A Carta de Aristeias a Filócrates – A origem da Septuaginta está envolvida em aura mítica. Seu primeiro registro remonta ao documento intitulado “Epístola (ou Carta) de Aristeias”[3], datado como do século II a.C.[4]. Nessa carta, Aristeias afirma-se “um alto oficial na corte de Ptolomeu Filadelfo (285–247 a.C.), um grego interessado nas antiguidades judaicas”[5], que foi com uma embaixada a Jerusalém por ordem real, sendo em consequência “testemunha ocular de como o Antigo Testamento hebraico foi traduzido para o grego; daí resultou a Septuaginta”. A Carta é escrita na primeira pessoa e o seu remetente é o irmão do mesmo Aristeias, chamado Filócrates.

    O conteúdo da Carta é descrito por Flávio Josefo. Ela narra que “por volta de 250 a.C., Demetrius Phalereus (ou Demétrio de Fálaro [345 – 283 a.C.]), que fora aluno de Teofrasto e era o chefe da célebre Biblioteca de Alexandria, persuadiu a Ptolomeu II Filadelfo (285-246 a.C.), um grande incentivador das letras e das artes, que enviasse uma delegação ao sumo sacerdote em Jerusalém, solicitando um rolo hebraico da Torá e, também, o envio de homens capazes de traduzi-lo para o grego. Ptolomeu atendeu à solicitação, certamente querendo conquistar as boas graças daquele povo. Além disso, por conselho de Aristeias, emancipou 100 mil escravos, de diversas regiões de seu reino (é relevante o fato de que possuir uma cópia dessa tradução na prestigiosa Biblioteca de Alexandria constituía um incentivo a mais para a autorização real).

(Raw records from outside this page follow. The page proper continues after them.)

//! The game's systems.
//!
//! [`default_systems`] returns them in the order they run each tick.
//! Movement is resolved before the physics step so collisions see this
//! tick's positions, and damage is applied before the state machines poll
//! for it.

mod animation;
mod audio;
mod cleanup;
mod damage;
mod enemy_control;
mod enemy_state;
mod joint;
mod lifetime;
mod movement;
mod physics;
mod player_state;
mod spawn;

pub use animation::AnimationSystem;
pub use audio::AudioSystem;
pub use cleanup::CharacterCleanupSystem;
pub use damage::DamageSystem;
pub use enemy_control::EnemyControlSystem;
pub use enemy_state::{enemy_effects, EnemyStateMachineSystem};
pub use joint::JointSystem;
pub use lifetime::LifetimeSystem;
pub use movement::CharacterMovementSystem;
pub use physics::PhysicsSystem;
pub use player_state::{player_movement_effects, PlayerStateMachineSystem};
pub use spawn::EnemySpawnSystem;

use crate::audio::AudioBackend;
use crate::config::GameConfig;
use crate::system::System;

/// Every system, in tick order.
pub fn default_systems(config: &GameConfig, audio: Box<dyn AudioBackend>) -> Vec<Box<dyn System>> {
    vec![
        Box::new(EnemySpawnSystem::new(config.spawn.clone())),
        Box::new(EnemyControlSystem::new(config.enemy.clone())),
        Box::new(CharacterMovementSystem),
        Box::new(PhysicsSystem::new()),
        Box::new(JointSystem::new()),
        Box::new(CharacterCleanupSystem::new(config.combat.corpse_lifetime)),
        Box::new(DamageSystem),
        Box::new(EnemyStateMachineSystem),
        Box::new(PlayerStateMachineSystem::new(config.combat.low_health_threshold)),
        Box::new(AnimationSystem),
        Box::new(LifetimeSystem),
        Box::new(AudioSystem::new(audio)),
    ]
}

    Ptolomeu II enviou então cartas a Eleazar, que era o sumo sacerdote em Jerusalém nesta época, e lhe pediu “para selecionar e enviar à Alexandria 72 anciãos, competentes na Lei, 6 de cada tribo, para realizar a tradução”[6]. Eleazar atende ao rei e envia os anciãos à Alexandria. Conta a carta de Aristeias que “os tradutores chegaram à Alexandria, trazendo uma cópia da Lei escrita em cartas de ouro, em rolos de pele, e foram honrados e recebidos por Ptolomeu. Seguiu-se um banquete de sete dias, nos quais o rei testou a competência de um por um com perguntas difíceis”[7].

    Depois de três dias, Demetrius os conduziu à isolada ilha de Faros, onde, separados em celas, e com todo o necessário para o seu trabalho, eles completaram a sua tarefa, de modo prodigioso, em 72 dias, terminando por volta do dia 23 de dezembro (oitavo dia de Tevet)[8]. Eis a razão do nome Septuaginta – Tradução dos Setenta: foi traduzida por 72 anciãos em setenta e dois dias.

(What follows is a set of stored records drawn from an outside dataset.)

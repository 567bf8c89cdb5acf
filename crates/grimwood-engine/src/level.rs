//! Level definitions.
//!
//! A level file is JSON, either a bare array of items or an object with
//! `items` and `joints`:
//!
//! ```json
//! {
//!   "items": [
//!     { "model": "models/gate.glb", "name": "post", "position": [0, 0, 0],
//!       "collider": { "type": "box", "half_extents": [0.1, 1, 0.1] } },
//!     { "model": "models/gate.glb", "name": "door", "position": [1, 0, 0],
//!       "collider": { "type": "box", "half_extents": [1, 1, 0.05] },
//!       "body": "dynamic" }
//!   ],
//!   "joints": [
//!     { "kind": "revolute", "first": "post", "second": "door",
//!       "anchor1": [0, 0, 0], "anchor2": [-1, 0, 0], "axis": [0, 1, 0] }
//!   ]
//! }
//! ```
//!
//! Items or joints that cannot be used (unknown collider shape, unsupported
//! joint kind, malformed fields) are logged and skipped; the rest of the
//! level still loads.

use std::collections::HashMap;
use std::path::Path;

use grimwood_ecs::entity::EntityId;
use serde::Deserialize;
use serde_json::Value;
use tracing::{info, warn};

use crate::components::{ComponentBundle, Joint, JointKind, Mesh, PhysicsBody, Position, Rotation};
use crate::context::GameContext;
use crate::error::GameError;
use crate::physics::{BodyDesc, BodyType, ColliderShape};

const SUPPORTED_SHAPES: &[&str] = &["box", "sphere", "capsule"];

/// One placed model.
#[derive(Debug, Clone, PartialEq, Deserialize)]
pub struct LevelItem {
    pub model: String,
    pub position: [f64; 3],
    #[serde(default)]
    pub scale: Option<f64>,
    #[serde(default)]
    pub name: Option<String>,
    #[serde(default)]
    pub rotation: Option<[f64; 4]>,
    #[serde(default)]
    pub collider: Option<ColliderShape>,
    /// Body type for the collider. Defaults to fixed.
    #[serde(default)]
    pub body: Option<BodyType>,
}

/// A joint between two named items.
#[derive(Debug, Clone, PartialEq, Deserialize)]
pub struct JointDef {
    pub kind: JointKind,
    pub first: String,
    pub second: String,
    #[serde(default)]
    pub anchor1: [f64; 3],
    #[serde(default)]
    pub anchor2: [f64; 3],
    #[serde(default = "default_axis")]
    pub axis: [f64; 3],
}

fn default_axis() -> [f64; 3] {
    [0.0, 1.0, 0.0]
}

#[derive(Deserialize)]
#[serde(untagged)]
enum RawLevel {
    Items(Vec<Value>),
    Sections {
        #[serde(default)]
        items: Vec<Value>,
        #[serde(default)]
        joints: Vec<Value>,
    },
}

/// A parsed level.
#[derive(Debug, Clone, Default, PartialEq)]
pub struct Level {
    pub items: Vec<LevelItem>,
    pub joints: Vec<JointDef>,
    /// Entries dropped while parsing.
    pub skipped: usize,
}

/// Entities created by [`Level::spawn`].
#[derive(Debug, Clone, Default)]
pub struct SpawnedLevel {
    pub items: Vec<EntityId>,
    pub joints: Vec<EntityId>,
    pub named: HashMap<String, EntityId>,
    /// Model paths whose load the caller has to start.
    pub models_to_load: Vec<String>,
}

impl Level {
    /// Parse a level document.
    ///
    /// Only a document that is not JSON, or whose top level is neither an
    /// array nor an object, is an error.
    pub fn from_json_str(json: &str) -> Result<Self, GameError> {
        let (raw_items, raw_joints) = match serde_json::from_str::<RawLevel>(json)? {
            RawLevel::Items(items) => (items, Vec::new()),
            RawLevel::Sections { items, joints } => (items, joints),
        };

        let mut level = Level::default();
        for (index, value) in raw_items.into_iter().enumerate() {
            match parse_item(value) {
                Ok(item) => level.items.push(item),
                Err(err) => {
                    warn!(index, error = %err, "level item skipped");
                    level.skipped += 1;
                }
            }
        }
        for (index, value) in raw_joints.into_iter().enumerate() {
            match parse_joint(value) {
                Ok(joint) => level.joints.push(joint),
                Err(err) => {
                    warn!(index, error = %err, "level joint skipped");
                    level.skipped += 1;
                }
            }
        }
        Ok(level)
    }

    pub fn from_path(path: impl AsRef<Path>) -> Result<Self, GameError> {
        let path = path.as_ref();
        let json = std::fs::read_to_string(path).map_err(|source| GameError::Io {
            path: path.to_path_buf(),
            source,
        })?;
        Self::from_json_str(&json)
    }

    /// Create the level's entities in `ctx`.
    ///
    /// Items are added first so that joints find their bodies. A joint that
    /// names an unknown item is skipped.
    pub fn spawn(&self, ctx: &mut GameContext) -> Result<SpawnedLevel, GameError> {
        let mut spawned = SpawnedLevel::default();

        for item in &self.items {
            let id = ctx.spawn(item_bundle(item))?;
            if ctx.request_model(id, &item.model) {
                spawned.models_to_load.push(item.model.clone());
            }
            if let Some(name) = &item.name {
                if spawned.named.insert(name.clone(), id).is_some() {
                    warn!(name = name.as_str(), "duplicate item name, joints will use the last one");
                }
            }
            spawned.items.push(id);
        }

        for def in &self.joints {
            let (Some(&first), Some(&second)) = (spawned.named.get(&def.first), spawned.named.get(&def.second)) else {
                warn!(first = %def.first, second = %def.second, "joint references an unknown item, skipped");
                continue;
            };
            let joint = Joint {
                kind: def.kind,
                first,
                second,
                anchor1: def.anchor1,
                anchor2: def.anchor2,
                axis: def.axis,
                handle: None,
            };
            spawned.joints.push(ctx.spawn(ComponentBundle::new().with(joint))?);
        }

        info!(
            items = spawned.items.len(),
            joints = spawned.joints.len(),
            skipped = self.skipped,
            "level spawned"
        );
        Ok(spawned)
    }
}

fn parse_item(value: Value) -> Result<LevelItem, GameError> {
    if let Some(shape) = value.pointer("/collider/type").and_then(Value::as_str) {
        if !SUPPORTED_SHAPES.contains(&shape) {
            return Err(GameError::UnsupportedShape(shape.to_owned()));
        }
    }
    Ok(serde_json::from_value(value)?)
}

fn parse_joint(value: Value) -> Result<JointDef, GameError> {
    if let Some(kind) = value.get("kind").and_then(Value::as_str) {
        if kind != "revolute" {
            return Err(GameError::UnsupportedJoint(kind.to_owned()));
        }
    }
    Ok(serde_json::from_value(value)?)
}

fn item_bundle(item: &LevelItem) -> ComponentBundle {
    let mut mesh = Mesh::new(item.model.clone());
    mesh.name = item.name.clone();
    mesh.scale = item.scale.unwrap_or(1.0);

    let mut bundle = ComponentBundle::new()
        .with(mesh)
        .with(Position::from(item.position))
        .with(item.rotation.map(Rotation::from).unwrap_or_default());
    if let Some(shape) = &item.collider {
        let body_type = item.body.unwrap_or(BodyType::Fixed);
        bundle.add(PhysicsBody::new(BodyDesc::new(body_type, shape.clone())));
    }
    bundle
}

#[cfg(test)]
mod tests {
    use super::*;
    use crate::config::GameConfig;

    #[test]
    fn bare_array_is_accepted() {
        let level = Level::from_json_str(r#"[{ "model": "a.glb", "position": [1, 2, 3], "scale": 2 }]"#).unwrap();
        assert_eq!(level.items.len(), 1);
        assert_eq!(level.items[0].position, [1.0, 2.0, 3.0]);
        assert_eq!(level.items[0].scale, Some(2.0));
        assert!(level.joints.is_empty());
    }

    #[test]
    fn unsupported_entries_are_skipped() {
        let level = Level::from_json_str(
            r#"{
                "items": [
                    { "model": "a.glb", "position": [0, 0, 0], "collider": { "type": "trimesh" } },
                    { "model": "b.glb", "position": [0, 0, 0], "collider": { "type": "sphere", "radius": 1 } },
                    { "position": [0, 0, 0] }
                ],
                "joints": [
                    { "kind": "fixed", "first": "x", "second": "y" },
                    { "kind": "revolute", "first": "x", "second": "y" }
                ]
            }"#,
        )
        .unwrap();
        assert_eq!(level.items.len(), 1);
        assert_eq!(level.items[0].collider, Some(ColliderShape::Sphere { radius: 1.0 }));
        assert_eq!(level.joints.len(), 1);
        assert_eq!(level.joints[0].axis, [0.0, 1.0, 0.0]);
        assert_eq!(level.skipped, 3);
    }

    #[test]
    fn unsupported_shape_error_names_the_shape() {
        let value = serde_json::json!({ "model": "a", "position": [0, 0, 0], "collider": { "type": "cone" } });
        assert!(matches!(parse_item(value), Err(GameError::UnsupportedShape(shape)) if shape == "cone"));
    }

    #[test]
    fn non_json_is_an_error() {
        assert!(Level::from_json_str("not json").is_err());
        assert!(Level::from_json_str("42").is_err());
    }

    #[test]
    fn spawn_creates_components_and_resolves_joints() {
        let level = Level::from_json_str(
            r#"{
                "items": [
                    { "model": "gate.glb", "name": "post", "position": [0, 0, 0] },
                    { "model": "gate.glb", "name": "door", "position": [1, 0, 0],
                      "rotation": [0, 0, 0, 1], "collider": { "type": "box", "half_extents": [1, 1, 0.1] },
                      "body": "dynamic" }
                ],
                "joints": [
                    { "kind": "revolute", "first": "post", "second": "door" },
                    { "kind": "revolute", "first": "post", "second": "missing" }
                ]
            }"#,
        )
        .unwrap();
        let mut ctx = GameContext::new(GameConfig::default());
        let spawned = level.spawn(&mut ctx).unwrap();

        assert_eq!(spawned.items.len(), 2);
        assert_eq!(spawned.joints.len(), 1);
        // The second item reuses the model already requested by the first.
        assert_eq!(spawned.models_to_load, vec!["gate.glb".to_owned()]);

        let door = spawned.named["door"];
        let body = ctx.component::<PhysicsBody>(door).unwrap();
        assert_eq!(body.desc.body_type, BodyType::Dynamic);
        assert_eq!(ctx.component::<Mesh>(door).unwrap().name.as_deref(), Some("door"));
        assert!(ctx.component::<PhysicsBody>(spawned.named["post"]).is_none());

        let joint = ctx.component::<Joint>(spawned.joints[0]).unwrap();
        assert_eq!((joint.first, joint.second), (spawned.named["post"], door));
    }
}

    Após o término do trabalho, a versão completa foi lida na presença de sacerdotes judeus, príncipes e povo, reunidos em Alexandria; a tradução foi reconhecida por todos e declarada em perfeita conformidade com o original hebraico. O rei ficou profundamente satisfeito com a obra e a depositou em sua biblioteca.

    A comunidade judaica a recebeu com entusiasmo e pediu que uma cópia pudesse ser confiada aos seus líderes; uma solene maldição foi pronunciada a qualquer pessoa que tentasse acrescentar ou retirar, ou ainda fazer qualquer alteração na tradução. O rei, por sua vez, “fez com que os livros pudessem ser preservados com escrupulosa consideração”[9].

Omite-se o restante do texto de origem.